Sestina for an Idiom
I was fifteen and all fights with my father ended
In Urdu. My hair didn’t turn white in the sun!
He cried. I could not bear the awkward truth.
His hair was proof of wisdom, of age.
And because it was knowledge
I wanted, to be of the world
Not in it, the idiom cut me: I knew nothing of the world
And less of myself. Everyday the newscast ended
At 9 p.m. and he’d summarize it. His knowledge
Of treachery did not gleam in the sun;
The cruelty of Cain did not enrage or age.
So what was passion, his white-haired truth?
He cried in the bathroom when his brother died. Truth
Is: I could’ve offered comfort, but didn’t. The world
Outside our miserly flat was vast. I couldn’t wait to age,
Get out, harden like a plaster cast. Years passed. We ended
Things well. I pushed his wheelchair out in the sun.
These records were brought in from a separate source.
use crate::*;
use digest::Digest;
use rand::Rng;
use serde::{de, Deserialize, Deserializer, Serialize, Serializer};
use std::convert::TryInto;
use std::str::FromStr;

/// Account address
///
/// Identifies poll creators, voters, the ledger owner, the decryption oracle and the
/// ledger itself. Printed and parsed as `0x`-prefixed hex.
#[derive(Copy, Clone, Debug, PartialEq, Eq, Hash, PartialOrd, Ord, Default)]
pub struct Address(pub [u8; 20]);

impl Address {
    pub const LEN: usize = 20;

    pub fn zero() -> Self {
        Address([0; 20])
    }

    /// Create a random address
    pub fn random() -> Self {
        let mut csprng = rand::rngs::OsRng {};
        Address(csprng.gen())
    }

    /// Derive a stable address from an arbitrary label
    pub fn derive(label: &[u8]) -> Self {
        // This unwrap is OK - a sha512 digest is always longer than 20 bytes
        let bytes: [u8; 20] = sha2::Sha512::digest(label)[0..20].try_into().unwrap();
        Address(bytes)
    }

    pub fn as_bytes(&self) -> &[u8; 20] {
        &self.0
    }

    pub fn is_zero(&self) -> bool {
        self.0 == [0; 20]
    }
}

impl From<[u8; 20]> for Address {
    fn from(bytes: [u8; 20]) -> Self {
        Address(bytes)
    }
}

impl FromStr for Address {
    type Err = Error;

    fn from_str(s: &str) -> Result<Self, Self::Err> {
        let s = s.strip_prefix("0x").unwrap_or(s);
        let bytes = hex::decode(s).map_err(|_| Error::AddressBadHex)?;
        let bytes: [u8; 20] = bytes
            .as_slice()
            .try_into()
            .map_err(|_| Error::AddressBadLen)?;

        Ok(Address(bytes))
    }
}

impl std::fmt::Display for Address {
    fn fmt(&self, f: &mut std::fmt::Formatter) -> std::fmt::Result {
        write!(f, "0x{}", hex::encode(self.0))
    }
}

impl<'de> Deserialize<'de> for Address {
    fn deserialize<D>(deserializer: D) -> Result<Self, D::Error>
    where
        D: Deserializer<'de>,
    {
        let s = String::deserialize(deserializer)?;
        FromStr::from_str(&s).map_err(de::Error::custom)
    }
}

impl Serialize for Address {
    fn serialize<S>(&self, serializer: S) -> Result<S::Ok, S::Error>
    where
        S: Serializer,
    {
        serializer.serialize_str(&self.to_string())
    }
}

#[cfg(test)]
mod tests {
    use super::*;

    #[test]
    fn test_address_parsing() {
        let address = Address::random();
        let stringed = address.to_string();
        assert!(stringed.starts_with("0x"));
        assert_eq!(stringed.len(), 42);
        assert_eq!(Address::from_str(&stringed).unwrap(), address);

        // Without the prefix is also accepted
        assert_eq!(Address::from_str(&stringed[2..]).unwrap(), address);

        assert!(matches!(
            Address::from_str("0xnothex"),
            Err(Error::AddressBadHex)
        ));
        assert!(matches!(
            Address::from_str("0x0102"),
            Err(Error::AddressBadLen)
        ));
    }

    #[test]
    fn test_derived_addresses_are_stable() {
        assert_eq!(Address::derive(b"alice"), Address::derive(b"alice"));
        assert_ne!(Address::derive(b"alice"), Address::derive(b"bob"));
        assert!(Address::zero().is_zero());
        assert!(!Address::derive(b"alice").is_zero());

        let json = serde_json::to_string(&Address::derive(b"alice")).unwrap();
        let back: Address = serde_json::from_str(&json).unwrap();
        assert_eq!(back, Address::derive(b"alice"));
    }
}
He listened. I spoke. What fantastic knowledge,
To watch his eyes whiten. Is all knowledge
Bought with pain? He spoke the truth
When he said the weather’s blue and the sun
A foible—mind adrift again—the world
Tilted on its axis. I give thanks for what ended
Well: his death was permission to age
Overnight, like a prince of indeterminate age,
A fable more textbook knowledge
Than children’s story. When our story ended,
Goodness died: this is truth
As bland as hair. The world
Is the story of a mother who sat in the sun
In Hyderabad, in 1965, to knit a woolen vest, the sun
Is weak in America she said. Wear this. What age
Was he? Thirty-three. He flew across the world,
The itch of his mother’s faulty knowledge
Was unbearable. He didn’t tell her the truth:
He ripped the vest off before boarding. But how I ended
Up is a spot of sun-lit knowledge
That made my age some bit of truth.
The world bleached us both. Day ended.